**GOAL OF THE EXERCISE**
Within the entries below, how many lines carry the word "filter"? State the number and stop.

**DATA PROVIDED**
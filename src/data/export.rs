use std::io::Write;

use ndarray::Array2;

use super::model::{PlotSeries, DATA, DESCRIPTION};
use super::navigator::{segments, Navigator};
use crate::error::{Error, Result};

// ---------------------------------------------------------------------------
// Dump options
// ---------------------------------------------------------------------------

/// Layout of an ASCII table dump.
#[derive(Debug, Clone)]
pub struct DumpOptions {
    /// Prefix of header lines.
    pub comment: String,
    pub delimiter: u8,
    /// Text written for NaN and for rows past the end of a shorter source.
    pub nan: String,
    /// Write the commented header describing every source and column.
    pub header: bool,
    /// Significant digits after the point in scientific notation; `None`
    /// writes the shortest exact decimal form instead.
    pub precision: Option<usize>,
}

impl Default for DumpOptions {
    fn default() -> Self {
        Self {
            comment: "#".to_string(),
            delimiter: b' ',
            nan: "nan".to_string(),
            header: true,
            precision: Some(f64::DIGITS as usize + 1),
        }
    }
}

// ---------------------------------------------------------------------------
// DumpSource – selected columns of one series
// ---------------------------------------------------------------------------

/// One series to dump, with the (0-based) columns to write in order.
#[derive(Debug, Clone)]
pub struct DumpSource {
    pub file: String,
    /// Path of the `data` dataset itself.
    pub path: String,
    pub description: Option<String>,
    /// `None` when the dataset carries no `Column Label`.
    pub labels: Option<Vec<String>>,
    pub data: Array2<f64>,
    pub columns: Vec<usize>,
}

impl DumpSource {
    /// Load the series at `path` and select `columns` (see [`parse_columns`]).
    pub fn load(nav: &Navigator, path: &str, columns: &str) -> Result<Self> {
        nav.try_resolve(path)?;
        let data = nav
            .data(path)
            .ok_or_else(|| Error::NoData(path.to_string()))?;
        let trimmed = path.trim_end_matches('/');
        let (group_path, data_path) = if segments(path).last() == Some(DATA) {
            let parent = trimmed.strip_suffix(DATA).unwrap_or(trimmed);
            (parent.trim_end_matches('/'), trimmed.to_string())
        } else {
            (trimmed, format!("{trimmed}/{DATA}"))
        };
        let description = nav
            .attribute(DESCRIPTION, &data_path)
            .or_else(|| nav.attribute(DESCRIPTION, group_path))
            .map(|v| v.to_string());
        let columns = parse_columns(columns, data.ncols())?;
        Ok(Self {
            file: nav.path().display().to_string(),
            labels: nav.column_labels(&data_path),
            path: data_path,
            description,
            data,
            columns,
        })
    }
}

/// Parse a 1-based column selection into 0-based indices.
///
/// Comma-separated items, each a column number or a range `a-b`; an omitted
/// bound means the first or last column, and a descending range is written
/// in reverse. An empty selection (or `-`) selects every column.
pub fn parse_columns(selection: &str, columns: usize) -> Result<Vec<usize>> {
    enum Item {
        One(usize),
        Range(Option<usize>, Option<usize>),
    }

    let invalid = || Error::InvalidColumns(selection.to_string());
    let bound = |s: &str| -> Result<Option<usize>> {
        let s = s.trim();
        if s.is_empty() {
            return Ok(None);
        }
        s.parse().map(Some).map_err(|_| invalid())
    };
    let check = |n: usize| -> Result<usize> {
        if n == 0 || n > columns {
            return Err(Error::ColumnOutOfRange { index: n, columns });
        }
        Ok(n)
    };

    let selection = if selection.trim().is_empty() { "-" } else { selection };
    let items = selection
        .split(',')
        .map(str::trim)
        .filter(|s| !s.is_empty())
        .map(|item| match item.split_once('-') {
            None => bound(item)?.map(Item::One).ok_or_else(invalid),
            Some((begin, end)) => Ok(Item::Range(bound(begin)?, bound(end)?)),
        })
        .collect::<Result<Vec<_>>>()?;
    if items.is_empty() {
        return Err(invalid());
    }

    let mut selected = Vec::new();
    for item in items {
        match item {
            Item::One(n) => selected.push(check(n)? - 1),
            Item::Range(None, None) if columns == 0 => {}
            Item::Range(begin, end) => {
                let begin = begin.map(check).transpose()?.unwrap_or(1);
                let end = end.map(check).transpose()?.unwrap_or(columns);
                if end >= begin {
                    selected.extend((begin..=end).map(|c| c - 1));
                } else {
                    selected.extend((end..=begin).rev().map(|c| c - 1));
                }
            }
        }
    }
    Ok(selected)
}

// ---------------------------------------------------------------------------
// Writers
// ---------------------------------------------------------------------------

/// Write `sources` side by side as a delimited table. Sources shorter than the
/// longest one are padded with `options.nan`.
pub fn write_dump<W: Write>(mut out: W, sources: &[DumpSource], options: &DumpOptions) -> Result<()> {
    if options.header {
        let c = &options.comment;
        let mut number = 1;
        for source in sources {
            writeln!(out, "{c} File/DataSet: {}{}", source.file, source.path)?;
            if let Some(desc) = source.description.as_deref().filter(|d| !d.is_empty()) {
                writeln!(out, "{c}   Description: {desc}")?;
            }
            match &source.labels {
                Some(labels) => {
                    writeln!(out, "{c}   Column Label:")?;
                    for &col in &source.columns {
                        let label = labels.get(col).map(String::as_str).unwrap_or("");
                        writeln!(out, "{c}     {number:04}: {label}")?;
                        number += 1;
                    }
                }
                None => writeln!(out, "{c}   Column labels are not available.")?,
            }
        }
    }

    let mut writer = csv::WriterBuilder::new()
        .delimiter(options.delimiter)
        .has_headers(false)
        .quote_style(csv::QuoteStyle::Never)
        .terminator(csv::Terminator::Any(b'\n'))
        .from_writer(out);

    let rows = sources.iter().map(|s| s.data.nrows()).max().unwrap_or(0);
    for row in 0..rows {
        let mut record = Vec::new();
        for source in sources {
            for &col in &source.columns {
                let value = if row < source.data.nrows() {
                    source.data[[row, col]]
                } else {
                    f64::NAN
                };
                record.push(format_value(value, options));
            }
        }
        writer.write_record(&record)?;
    }
    writer.flush()?;
    Ok(())
}

/// Write a plot series as a two-column table headed by its axis labels.
pub fn write_series<W: Write>(mut out: W, series: &PlotSeries, options: &DumpOptions) -> Result<()> {
    if options.header {
        writeln!(out, "{} {}", options.comment, series.headline)?;
        writeln!(out, "{} {}", options.comment, series.x_snippet)?;
        writeln!(out, "{} {}", options.comment, series.y_snippet)?;
    }
    let mut writer = csv::WriterBuilder::new()
        .delimiter(options.delimiter)
        .has_headers(false)
        .quote_style(csv::QuoteStyle::Never)
        .terminator(csv::Terminator::Any(b'\n'))
        .from_writer(out);
    for (&x, &y) in series.x.iter().zip(&series.y) {
        writer.write_record([format_value(x, options), format_value(y, options)])?;
    }
    writer.flush()?;
    Ok(())
}

fn format_value(value: f64, options: &DumpOptions) -> String {
    if value.is_nan() {
        return options.nan.clone();
    }
    match options.precision {
        Some(precision) => scientific(value, precision),
        None => value.to_string(),
    }
}
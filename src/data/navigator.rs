use std::collections::{BTreeMap, BTreeSet};
use std::path::{Path, PathBuf};

use hdf5::types::{FixedAscii, FixedUnicode, TypeDescriptor, VarLenAscii, VarLenUnicode};
use hdf5::{Attribute, Dataset, File, Group, Location, LocationToken};
use ndarray::{Array1, Array2};
use regex::Regex;

use super::model::{AttributeValue, Node, WalkEntry, COLUMN_LABEL, DATA};
use crate::error::{Error, Result};

// ---------------------------------------------------------------------------
// Navigator – a read-only open file
// ---------------------------------------------------------------------------

/// A read-only HDF5 series file.
///
/// Every lookup exists twice: as a method resolving from the file root, and as
/// a free function of this module taking an explicit root group. Lookups are
/// best effort: a path that does not resolve is logged and yields `None`.
#[derive(Debug)]
pub struct Navigator {
    file: File,
    path: PathBuf,
}

impl Navigator {
    /// Open `path` read-only. The file is closed when the navigator is dropped.
    pub fn open(path: impl AsRef<Path>) -> Result<Self> {
        let path = path.as_ref();
        let file = File::open(path)?;
        log::info!("opened {}", path.display());
        Ok(Self {
            file,
            path: path.to_path_buf(),
        })
    }

    pub fn path(&self) -> &Path {
        &self.path
    }

    /// The file's root group.
    pub fn root(&self) -> &Group {
        &self.file
    }

    pub fn resolve_group(&self, path: &str) -> Option<Node> {
        resolve_group(self.root(), path)
    }

    pub fn try_resolve(&self, path: &str) -> Result<Node> {
        try_resolve(self.root(), path)
    }

    pub fn contains_path(&self, path: &str) -> bool {
        contains_path(self.root(), path)
    }

    pub fn walk(&self) -> Walk {
        walk(self.root())
    }

    pub fn find_groups_matching(&self, pattern: &Regex) -> BTreeSet<String> {
        find_groups_matching(self.root(), pattern)
    }

    pub fn attribute(&self, name: &str, path: &str) -> Option<AttributeValue> {
        attribute(self.root(), name, path)
    }

    pub fn attributes(&self, path: &str) -> Option<BTreeMap<String, AttributeValue>> {
        attributes(self.root(), path)
    }

    pub fn column_labels(&self, path: &str) -> Option<Vec<String>> {
        column_labels(self.root(), path)
    }

    pub fn data(&self, path: &str) -> Option<Array2<f64>> {
        data(self.root(), path)
    }

    pub fn column_vector(&self, identifier: &str, path: &str) -> Option<Array1<f64>> {
        column_vector(self.root(), identifier, path)
    }

    pub fn column_count(&self, path: &str) -> Option<usize> {
        column_count(self.root(), path)
    }

    pub fn row_count(&self, path: &str) -> Option<usize> {
        row_count(self.root(), path)
    }

    pub fn outline(&self) -> Vec<String> {
        outline(self.root())
    }
}

// ---------------------------------------------------------------------------
// Path resolution
// ---------------------------------------------------------------------------

/// Segments of a slash-separated path. A leading `/` and empty segments are ignored.
pub fn segments(path: &str) -> impl Iterator<Item = &str> {
    path.strip_prefix('/')
        .unwrap_or(path)
        .split('/')
        .filter(|s| !s.is_empty())
}
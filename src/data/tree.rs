use std::collections::{BTreeMap, BTreeSet};

use hdf5::Group;
use serde::Serialize;

use super::model::{Node, DATA, DESCRIPTION};
use super::navigator::{read_attribute, segments, try_resolve, walk};

// ---------------------------------------------------------------------------
// TreeNode – one row of the group tree a viewer displays
// ---------------------------------------------------------------------------

#[derive(Debug, Clone, PartialEq, Eq, Serialize)]
pub struct TreeNode {
    pub name: String,
    /// Absolute group path (`/` for the root).
    pub path: String,
    /// Path of the group's `data` dataset, if it has one.
    pub data_path: Option<String>,
    /// The group's `Description` attribute, shown as a tooltip.
    pub description: Option<String>,
    /// Open by default: the node has few enough children.
    pub expanded: bool,
    pub children: Vec<TreeNode>,
}

impl TreeNode {
    /// Number of nodes in this subtree, including `self`.
    pub fn len(&self) -> usize {
        let mut count = 0;
        let mut stack = vec![self];
        while let Some(node) = stack.pop() {
            count += 1;
            stack.extend(node.children.iter());
        }
        count
    }

    pub fn is_leaf(&self) -> bool {
        self.children.is_empty()
    }

    /// Node at the absolute group `path` within this subtree.
    pub fn find(&self, path: &str) -> Option<&TreeNode> {
        let mut node = self;
        for segment in segments(path) {
            node = node.children.iter().find(|c| c.name == segment)?;
        }
        Some(node)
    }

    /// Indented text rendering, four spaces per level; groups holding data are
    /// marked with `*`.
    pub fn render(&self) -> Vec<String> {
        let mut lines = Vec::new();
        let mut stack = vec![(self, 0usize)];
        while let Some((node, depth)) = stack.pop() {
            let marker = if node.data_path.is_some() { " *" } else { "" };
            lines.push(format!("{}{}{marker}", "    ".repeat(depth), node.name));
            stack.extend(node.children.iter().rev().map(|c| (c, depth + 1)));
        }
        lines
    }
}

// ---------------------------------------------------------------------------
// Building
// ---------------------------------------------------------------------------

#[derive(Default)]
struct Trie {
    children: BTreeMap<String, Trie>,
}

impl Trie {
    fn insert<'a>(&mut self, path: impl IntoIterator<Item = &'a str>) {
        let mut node = self;
        for segment in path {
            node = node.children.entry(segment.to_string()).or_default();
        }
    }
}

fn child_path(parent: &str, name: &str) -> String {
    if parent.ends_with('/') {
        format!("{parent}{name}")
    } else {
        format!("{parent}/{name}")
    }
}

/// Build the tree shown for one file from a set of matched paths.
///
/// Every match contributes its chain of ancestors plus its complete group
/// subtree. A match on a `data` dataset stands for the group holding it.
/// Children are sorted by name; a node is `expanded` when it has at most
/// `expand_threshold` children.
pub fn build_tree(
    root: &Group,
    label: &str,
    matches: &BTreeSet<String>,
    expand_threshold: usize,
) -> TreeNode {
    let mut trie = Trie::default();
    for path in matches {
        let mut chain: Vec<&str> = segments(path).collect();
        if chain.last() == Some(&DATA) {
            chain.pop();
        }
        let group_path = format!("/{}", chain.join("/"));
        let group = match try_resolve(root, &group_path) {
            Ok(Node::Group(group)) => group,
            Ok(Node::Dataset(_)) => continue,
            Err(e) => {
                log::debug!("skipping match {path}: {e}");
                continue;
            }
        };
        trie.insert(chain.iter().copied());
        for entry in walk(&group).skip(1) {
            trie.insert(segments(&entry.path));
        }
    }
    to_node(root, label.to_string(), "/".to_string(), &trie, expand_threshold)
}

fn to_node(root: &Group, name: String, path: String, trie: &Trie, threshold: usize) -> TreeNode {
    let group = match try_resolve(root, &path) {
        Ok(Node::Group(group)) => Some(group),
        _ => None,
    };
    let data_path = group
        .as_ref()
        .filter(|g| g.link_exists(DATA))
        .map(|_| child_path(&path, DATA));
    let description = group
        .as_ref()
        .and_then(|g| read_attribute(g, DESCRIPTION))
        .map(|v| v.to_string());
    let children: Vec<TreeNode> = trie
        .children
        .iter()
        .map(|(child, sub)| to_node(root, child.clone(), child_path(&path, child), sub, threshold))
        .collect();
    TreeNode {
        name,
        expanded: children.len() <= threshold,
        path,
        data_path,
        description,
        children,
    }
}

**RESPONSE**
4